Strange Sounds – October 28, 2020
There are likely hundreds of men in the United States, if not more, who suffer from a just-discovered genetic disease that causes symptoms including blood clots in veins, recurrent fevers, lung system abnormalities, and — in 40% of patients — death.
Researchers from the National Institutes of Health discovered the disease, named VEXAS, by working backwards: Rather than grouping people with similar symptoms and searching for biological explanations, they searched the genetic makeup of 2,500 people for variations that could be linked to the wide-ranging symptoms of their undiagnosed inflammatory conditions.
“We had many patients with undiagnosed inflammatory conditions who were coming to the NIH Clinical Center, and we were just unable to diagnose them,” said Dr. David B. Beck, clinical fellow at NHGRI and lead author of the paper.

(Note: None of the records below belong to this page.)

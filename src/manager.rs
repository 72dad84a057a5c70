//! Device configuration, and the entry point combining it with the flash map and active slot.

use serde::{Deserialize, Serialize};

use crate::{
    AreaId, Error, ImageIndex, MAX_IMAGES,
    active::{ActiveSlotSource, BootInfo},
    area::{self, FlashMap},
    header::{self, ImageHeader},
    log,
    strategies::{Layout, StartOffset},
    swap::{self, SwapType},
};

/// Slots holding the running image and its update.
#[cfg_attr(feature = "defmt", derive(defmt::Format))]
#[derive(Clone, Copy, PartialEq, Eq, Debug, Serialize, Deserialize)]
pub struct ImageSlots {
    pub primary: AreaId,
    /// Absent if the image can not be updated through a swap.
    pub secondary: Option<AreaId>,
}

/// Capabilities of a device, chosen when building the application.
#[cfg_attr(feature = "defmt", derive(defmt::Format))]
#[derive(Clone, Copy, PartialEq, Eq, Debug, Serialize, Deserialize)]
pub struct Config {
    pub layout: Layout,
    pub active_slot: ActiveSlotSource,
    images: [Option<ImageSlots>; MAX_IMAGES],
}

impl Config {
    /// Device with a single image, running from its primary slot.
    pub const fn single(slots: ImageSlots) -> Self {
        Self {
            layout: Layout::Standard,
            active_slot: ActiveSlotSource::Fixed(slots.primary),
            images: [Some(slots), None, None],
        }
    }

    /// Device with an image per entry, the first one running from its primary slot.
    pub fn multi<const N: usize>(images: [ImageSlots; N]) -> Self {
        const { assert!(N > 0 && N <= MAX_IMAGES) };

        let mut config = Self::single(images[0]);
        for (slot, image) in config.images.iter_mut().zip(images) {
            *slot = Some(image);
        }
        config
    }

    pub const fn with_layout(mut self, layout: Layout) -> Self {
        self.layout = layout;
        self
    }

    pub const fn with_active_slot(mut self, active_slot: ActiveSlotSource) -> Self {
        self.active_slot = active_slot;
        self
    }

    pub fn image(&self, index: ImageIndex) -> Result<ImageSlots, Error> {
        self.images
            .get(index.0 as usize)
            .copied()
            .flatten()
            .ok_or(Error::InvalidImage)
    }

    /// Image for which `id` is the secondary slot.
    pub fn secondary_image(&self, id: AreaId) -> Option<ImageIndex> {
        self.images
            .iter()
            .position(|slots| slots.is_some_and(|slots| slots.secondary == Some(id)))
            .map(|i| ImageIndex(i as u8))
    }
}

/// Image management for the running application or bootloader.
///
/// Holds the active slot as resolved once at startup.
pub struct ImageManager<M: FlashMap> {
    flash: M,
    config: Config,
    active: AreaId,
}

impl<M: FlashMap> ImageManager<M> {
    pub const fn new(flash: M, config: Config, active: AreaId) -> Self {
        Self {
            flash,
            config,
            active,
        }
    }

    /// Resolve the active slot as configured, and construct the manager.
    pub async fn resolve(flash: M, config: Config, info: &mut impl BootInfo) -> Self {
        let active = config.active_slot.resolve(info).await;
        if !active.is_valid() {
            log::warn!("Active slot unknown, operations on it will fail");
        }

        Self::new(flash, config, active)
    }

    pub const fn config(&self) -> &Config {
        &self.config
    }

    /// Slot the running image was loaded from, possibly [`AreaId::INVALID`].
    pub const fn active_slot(&self) -> AreaId {
        self.active
    }

    pub fn flash(&mut self) -> &mut M {
        &mut self.flash
    }

    pub fn into_flash(self) -> M {
        self.flash
    }

    /// Read the header of the image in an area.
    ///
    /// `capacity` is the room the caller reserved for the header, see [`crate::HeaderFormat::min_capacity`].
    pub async fn read_bank_header(
        &mut self,
        id: AreaId,
        capacity: usize,
    ) -> Result<ImageHeader, Error> {
        header::read_bank_header(&mut self.flash, &self.config, id, capacity).await
    }

    pub async fn start_offset(&mut self, id: AreaId) -> StartOffset {
        self.config
            .layout
            .start_offset(&mut self.flash, &self.config, id)
            .await
    }

    /// Pending swap type of the first image.
    pub async fn swap_type(&mut self) -> Result<SwapType, Error> {
        self.swap_type_multi(ImageIndex::PRIMARY).await
    }

    pub async fn swap_type_multi(&mut self, image: ImageIndex) -> Result<SwapType, Error> {
        swap::swap_type_multi(&mut self.flash, &self.config, image).await
    }

    /// Request an upgrade of the first image on next boot.
    ///
    /// A permanent upgrade does not need to be confirmed, and will not be reverted.
    pub async fn request_upgrade(&mut self, permanent: bool) -> Result<(), Error> {
        self.request_upgrade_multi(ImageIndex::PRIMARY, permanent).await
    }

    pub async fn request_upgrade_multi(
        &mut self,
        image: ImageIndex,
        permanent: bool,
    ) -> Result<(), Error> {
        swap::request_upgrade_multi(&mut self.flash, &self.config, image, permanent).await
    }

    /// Confirm the running image.
    pub async fn confirm(&mut self) -> Result<(), Error> {
        swap::confirm_slot(&mut self.flash, self.active).await
    }

    pub async fn confirm_multi(&mut self, image: ImageIndex) -> Result<(), Error> {
        swap::confirm_multi(&mut self.flash, &self.config, image).await
    }

    /// Whether the running image is confirmed.
    pub async fn is_confirmed(&mut self) -> bool {
        swap::is_slot_confirmed(&mut self.flash, self.active).await
    }

    pub async fn is_confirmed_multi(&mut self, image: ImageIndex) -> bool {
        match self.config.image(image) {
            Ok(slots) => swap::is_slot_confirmed(&mut self.flash, slots.primary).await,
            Err(_) => false,
        }
    }

    /// Offset of the trailer status region within an area.
    pub async fn trailer_offset_for_area(&mut self, id: AreaId) -> Result<u32, Error> {
        area::trailer_offset_for_area(&mut self.flash, id).await
    }

    /// Erase an area, typically the secondary slot before writing an update.
    pub async fn erase_bank(&mut self, id: AreaId) -> Result<(), Error> {
        area::erase_bank(&mut self.flash, id).await
    }
}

“That’s when we had the idea of doing it the opposite way. Instead of starting with symptoms, start with a list of genes. Then, study the genomes of undiagnosed individuals and see where it takes us.“
Using that method, the scientists eventually identified three middle-aged men who all had the same mutations in a gene called UBA1. They later discovered 22 other men with the same mutations and similar symptoms, like blood clots and fevers.
The research team named the disease VEXAS after its key characteristics: vacuoles (unusual cavity-like structures in certain cells), E1 enzyme (which is related to UBA1), X-linked (per the chromosome it’s connected to), autoinflammatory (meaning the immune system accidentally attacks the body) and somatic (since the condition seems ot pop up sometime during the patient’s life, rather than at birth).
The researchers suspect VEXAS has only been found in men because it’s linked to the X chromosome, of which men only have one. Women’s additional X chromosome, they hypothesize, could be protective in this case.